[Stored data entries]
---

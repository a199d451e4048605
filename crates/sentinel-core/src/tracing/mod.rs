//! Observability for Sentinel.
//! `tracing` crate with `EnvFilter`, per-subsystem log levels.

pub mod metrics;
pub mod setup;

pub use setup::init_tracing;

---

▶ Directions:
Line by line, write out the records above exactly.

▶ Output for this exercise:
repository a199d451e4048605
filename crates/sentinel-core/src/tracing/mod.rs
//! Observability for Sentinel.
//! `tracing` crate with `EnvFilter`, per-subsystem log levels.

pub mod metrics;
pub mod setup;

pub use setup::init_tracing;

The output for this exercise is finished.